Dos heridos graves en Motril por una explosión en un local en obras

  • Los trabajadores estaban acondicionando un bajo para construir una academia de baile · La deflagración ocasionó el desalojo de los vecinos de todo el edificio

Dos trabajadores resultaron en la mañana de ayer heridos (uno de ellos muy grave) por quemaduras de diferente consideración cuando, por causas que están siendo investigadas, se produjo una explosión en un bajo comercial de Motril.

El jefe de Bomberos de Motril, Jesús Rodríguez, explicó en el lugar de los hechos que sobre las 10:30 horas los dos obreros subcontratados por la empresa motrileña Reyma estaban acondicionando el local en la calle Alonso Concretas, cercana a la entrada oeste de la ciudad, en las inmediaciones de la Casa de la Palma, para convertirlo en una academia de baile. Para pegar la moqueta empleaban cola de pegamento, un material altamente inflamable en el montaje del suelo, cuando les sorprendió una explosión por la acumulación de gases. Un tercer operario que realizaba labores de pintura se encargó de evacuar a los dos heridos. La explosión derribó el tabique frontal de la nave contigua que resultó seriamente dañado y dañó el techo. Asimismo, originó un aparatoso incendio por lo que tuvieron que ser desalojados los vecinos de las 6 viviendas de las dos plantas de encima, que a las 13:30 horas pudieron volver a sus hogares, según el 112.

Después de unas primeras curas en el Hospital comarcal Santa Ana de Motril, los dos hombres heridos fueron trasladados por dos helicópteros de la Empresa Pública de Emergencias Sanitarias (EPES) a la Unidad de Quemados del Hospital Virgen del Rocío de Sevilla. Fuentes sanitarias indicaron que los dos trabajadores heridos, dos varones de 54 y 56 años, presentaron heridas de diferente gravedad. Uno de los trabajadores, el que resultó más afectado puesto que tenía quemaduras que afectaron al 90% de su cuerpo, quedó inconsciente, perdió la visión y fue conducido entubado. En el caso del segundo herido, que también tenía quemaduras en distintas partes del cuerpo, su estado revestía menor gravedad, no perdió la consciencia y podía hablar con el personal sanitario que le trasladaron al helicóptero.

Según informaron fuentes del servicio unificado de Emergencias 112 Andalucía, hasta el lugar del suceso se desplazaron además de los efectivos de Bomberos del parque de Motril, agentes de la Policía Nacional, y de la Policía Local, así como miembros del Centro de Prevención de Riesgos Laborales y Servicios Sanitarios.

Rodríguez señaló que recibieron multitud de llamadas telefónicas avisando de lo sucedido, por lo que se trasladaron dos unidades del Parque de Bomberos de Motril.
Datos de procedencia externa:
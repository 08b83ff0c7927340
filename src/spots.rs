use anyhow::Context;
use base64::{engine::general_purpose::STANDARD, Engine as _};
use chrono::{DateTime, SecondsFormat, Utc};
use serde::{Deserialize, Serialize};
use serde_json::{Map, Value};

pub const RECEIVED_AT: &str = "received_at";

/// A single spot record. New spots only ever hold strings, but entries already in
/// the stored file are kept as whatever JSON they contain, in their original key order.
#[derive(Default, Debug, Clone, PartialEq, Serialize, Deserialize)]
#[serde(transparent)]
pub struct Spot(Map<String, Value>);

impl Spot {
    /**
     * decodes a url-encoded form body into a spot and stamps it with the receipt time
     * garbage in the body is decoded lossily rather than rejected
     **/
    pub fn from_form(body: &[u8], received_at: DateTime<Utc>) -> Spot {
        let mut fields = Map::new();
        for (key, value) in url::form_urlencoded::parse(body) {
            // first value wins on repeated keys
            fields
                .entry(key.into_owned())
                .or_insert_with(|| Value::String(value.into_owned()));
        }

        fields.insert(
            RECEIVED_AT.to_string(),
            Value::String(received_at.to_rfc3339_opts(SecondsFormat::Micros, true)),
        );

        Spot(fields)
    }

    /// String fields only.
    pub fn get(&self, key: &str) -> Option<&str> {
        self.0.get(key).and_then(Value::as_str)
    }

    pub fn value(&self, key: &str) -> Option<&Value> {
        self.0.get(key)
    }

    pub fn keys(&self) -> impl Iterator<Item = &str> {
        self.0.keys().map(String::as_str)
    }

    pub fn len(&self) -> usize {
        self.0.len()
    }

    pub fn is_empty(&self) -> bool {
        self.0.is_empty()
    }

    pub fn commit_message(&self) -> String {
        format!(
            "Add spot: {} on {} MHz",
            self.get("callsign").unwrap_or("unknown"),
            self.get("frequency").unwrap_or("?")
        )
    }
}

impl<K: Into<String>, V: Into<String>> FromIterator<(K, V)> for Spot {
    fn from_iter<I: IntoIterator<Item = (K, V)>>(iter: I) -> Self {
        Spot(
            iter.into_iter()
                .map(|(k, v)| (k.into(), Value::String(v.into())))
                .collect(),
        )
    }
}

/// Newest first.
#[derive(Default, Debug, Clone, PartialEq, Serialize, Deserialize)]
#[serde(transparent)]
pub struct SpotList(Vec<Spot>);

impl SpotList {
    pub fn new(spots: Vec<Spot>) -> SpotList {
        SpotList(spots)
    }

    pub fn len(&self) -> usize {
        self.0.len()
    }

    pub fn is_empty(&self) -> bool {
        self.0.is_empty()
    }

    pub fn spots(&self) -> &[Spot] {
        &self.0
    }

    /// Puts the spot at index 0 and drops whatever falls past `max` from the tail.
    pub fn push_front_bounded(&mut self, spot: Spot, max: usize) {
        self.0.insert(0, spot);
        self.0.truncate(max.max(1));
    }

    pub fn to_json_pretty(&self) -> anyhow::Result<String> {
        serde_json::to_string_pretty(self).context("Failed to serialize spot list")
    }

    pub fn encode_base64(&self) -> anyhow::Result<String> {
        Ok(STANDARD.encode(self.to_json_pretty()?))
    }

    pub fn decode_base64(encoded: &str) -> anyhow::Result<SpotList> {
        // the content api wraps its base64 payload every 60 chars
        let compact: String = encoded
            .chars()
            .filter(|c| !c.is_ascii_whitespace())
            .collect();

        let bytes = STANDARD
            .decode(compact)
            .context("Failed to decode base64 file content")?;
        let text = String::from_utf8(bytes).context("File content is not valid UTF-8")?;

        serde_json::from_str(&text).context("Failed to deserialize spot list JSON")
    }
}
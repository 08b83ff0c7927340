use reqwest::StatusCode;

use crate::env_utils::UpdaterSettings;
use crate::github::{ContentClient, RemoteSpots};
use crate::spots::Spot;

#[derive(Debug, Clone, Copy, PartialEq, Eq)]
pub enum UpdateOutcome {
    Committed { spots_count: usize },
    /// The content api refused the write. This is logged, not raised.
    Rejected { status: StatusCode },
}

/**
 * read-modify-write of the remote spot list: fetch it, put the new spot on top,
 * trim to the configured size and commit it back against the sha it was read at
 **/
pub async fn update_spots(
    client: &ContentClient,
    settings: &UpdaterSettings,
    new_spot: Spot,
) -> anyhow::Result<UpdateOutcome> {
    match try_update_spots(client, settings, new_spot).await {
        Ok(outcome) => Ok(outcome),
        Err(e) => {
            tracing::error!(error = %format!("{e:#}"), "Error updating spot file");
            Err(e)
        }
    }
}

async fn try_update_spots(
    client: &ContentClient,
    settings: &UpdaterSettings,
    new_spot: Spot,
) -> anyhow::Result<UpdateOutcome> {
    let message = new_spot.commit_message();
    let mut attempt: u32 = 0;

    loop {
        let RemoteSpots { mut spots, sha } = client.fetch_spots().await?;
        spots.push_front_bounded(new_spot.clone(), settings.max_spots);

        let outcome = client
            .commit_spots(&spots, &message, sha.as_deref())
            .await?;

        if outcome.is_success() {
            tracing::info!(spots_count = spots.len(), "Successfully updated spot file");
            return Ok(UpdateOutcome::Committed {
                spots_count: spots.len(),
            });
        }

        if outcome.is_conflict() && attempt < settings.conflict_retries {
            attempt += 1;
            tracing::warn!(
                attempt,
                max_attempts = settings.conflict_retries,
                "Spot file changed underneath us, refetching"
            );
            continue;
        }

        tracing::error!(
            status_code = outcome.status.as_u16(),
            response = %outcome.body,
            "Failed to update spot file"
        );
        return Ok(UpdateOutcome::Rejected {
            status: outcome.status,
        });
    }
}
use std::env;

use anyhow::Context;
use tracing::{error, warn};

use crate::utils::hash_string;

const DEFAULT_API_URL: &str = "https://api.github.com";
const DEFAULT_SPOTS_PATH: &str = "spots.json";
const DEFAULT_BRANCH: &str = "main";
const DEFAULT_MAX_SPOTS: usize = 50;

/// Where and how the spot list is stored.
#[derive(Debug, Clone)]
pub struct ContentApiConfig {
    pub api_url: String,
    pub token: String,
    /// `owner/name`
    pub repo: String,
    pub path: String,
    pub branch: String,
}

#[derive(Debug, Clone)]
pub struct UpdaterSettings {
    pub max_spots: usize,
    /// Extra attempts after a 409 from the content api. 0 means a rejected write is only logged.
    pub conflict_retries: u32,
}

impl Default for UpdaterSettings {
    fn default() -> Self {
        Self {
            max_spots: DEFAULT_MAX_SPOTS,
            conflict_retries: 0,
        }
    }
}

#[derive(Debug, Clone)]
pub struct AppConfig {
    pub content_api: ContentApiConfig,
    pub updater: UpdaterSettings,
    pub webhook_path: String,
}

impl AppConfig {
    pub fn from_env() -> anyhow::Result<AppConfig> {
        let content_api = ContentApiConfig {
            api_url: env::var("GITHUB_API_URL")
                .unwrap_or_else(|_| DEFAULT_API_URL.to_string())
                .trim_end_matches('/')
                .to_string(),
            token: env::var("GITHUB_TOKEN").context("GITHUB_TOKEN env var required")?,
            repo: get_github_repo()?,
            path: env::var("SPOTS_PATH").unwrap_or_else(|_| DEFAULT_SPOTS_PATH.to_string()),
            branch: env::var("GITHUB_BRANCH").unwrap_or_else(|_| DEFAULT_BRANCH.to_string()),
        };

        let updater = UpdaterSettings {
            max_spots: parse_or_default("MAX_SPOTS", DEFAULT_MAX_SPOTS),
            conflict_retries: parse_or_default("SPOT_WRITE_RETRIES", 0),
        };

        Ok(AppConfig {
            content_api,
            updater,
            webhook_path: get_webhook_path(),
        })
    }
}

fn get_github_repo() -> anyhow::Result<String> {
    let repo = env::var("GITHUB_REPO").context("GITHUB_REPO env var required")?;
    match repo.split_once('/') {
        Some((owner, name)) if !owner.is_empty() && !name.is_empty() => Ok(repo),
        _ => Err(anyhow::anyhow!(
            "GITHUB_REPO must be in the form owner/name, got '{repo}'"
        )),
    }
}

fn parse_or_default<T: std::str::FromStr>(key: &str, default: T) -> T {
    match env::var(key) {
        Ok(value) => match value.parse::<T>() {
            Ok(value) => value,
            _ => {
                warn!("Failed to parse {} env var, using default", key);
                default
            }
        },
        _ => default,
    }
}

pub fn get_host_uri() -> String {
    match env::var("HOST") {
        Ok(host) => format!("https://{host}"),
        _ => match env::var("FLY_APP_NAME") {
            Ok(host) => format!("https://{host}.fly.dev"),
            _ => {
                format!("http://localhost:{}", get_port())
            }
        },
    }
}

pub fn get_port() -> u16 {
    let default_port: u16 = 8080;

    let port = match env::var("PORT") {
        Ok(port) => port,
        _ => default_port.to_string(),
    };
    let port: u16 = match port.parse::<_>() {
        Ok(port) => port,
        _ => {
            error!("Failed to parse PORT env var, using default");
            default_port
        }
    };

    port
}

/**
 * the webhook is served at / unless WH_SEED is set, in which case the path
 * carries a secret derived from it
 **/
pub fn get_webhook_path() -> String {
    match env::var("WH_SEED") {
        Ok(wh_seed) if !wh_seed.is_empty() => webhook_path_for_seed(&wh_seed),
        _ => "/".to_string(),
    }
}

pub fn webhook_path_for_seed(wh_seed: &str) -> String {
    format!("/wh/spot/{}", &hash_string(wh_seed)[0..32])
}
Una vez en el lugar de los hechos, ventilaron el local para liberarlo tanto de los gases como del humo del incendio, que afectó además de a estos dos bajos a las dos plantas superiores y dañó la instalación eléctrica del edificio. En el desalojo de los vecinos colaboraron agentes de la Policía Local, voluntarios de Protección Civil de Motril y los bomberos. Se trataba de un pequeño incendio que pronto fue controlado y extinguido.

El jefe de los Bomberos indicó también que aunque la deflagración se había producido en el local que estaban acondicionando como academia de baile, el gas se había expandido al local contiguo, donde había buscado salida. "La encontró allí de manera más fácil, por eso derribó esa pared y no la otra".

Por su parte, el concejal de Seguridad del Ayuntamiento de Motril, Manuel Ballesteros, que también se personó en el lugar de los hechos, lamentó el "terrible accidente que, además de los daños personales, ha causado otros materiales en el local afectado, así como en el colindante y en las plantas de los pisos superiores". Asimismo, agradeció la labor de los bomberos que con su rápida intervención evitaron que el fuego se propagara, controlaron el incendio y a las pocas horas volvió todo a la normalidad.

Los vecinos residentes en el barrio de La Palma no salían de su asombro, y horas después del siniestro se concentraban en torno al local comercial. Así, Belén Real, una de las afectadas por el siniestro, comentó que ella y sus dos hijas aún estaban en la cama durmiendo cuando les despertó el sonido de una gran explosión. A la hora de comer no se atrevía aún a encender la luz, "vaya que se vuelva a prender otra vez fuego".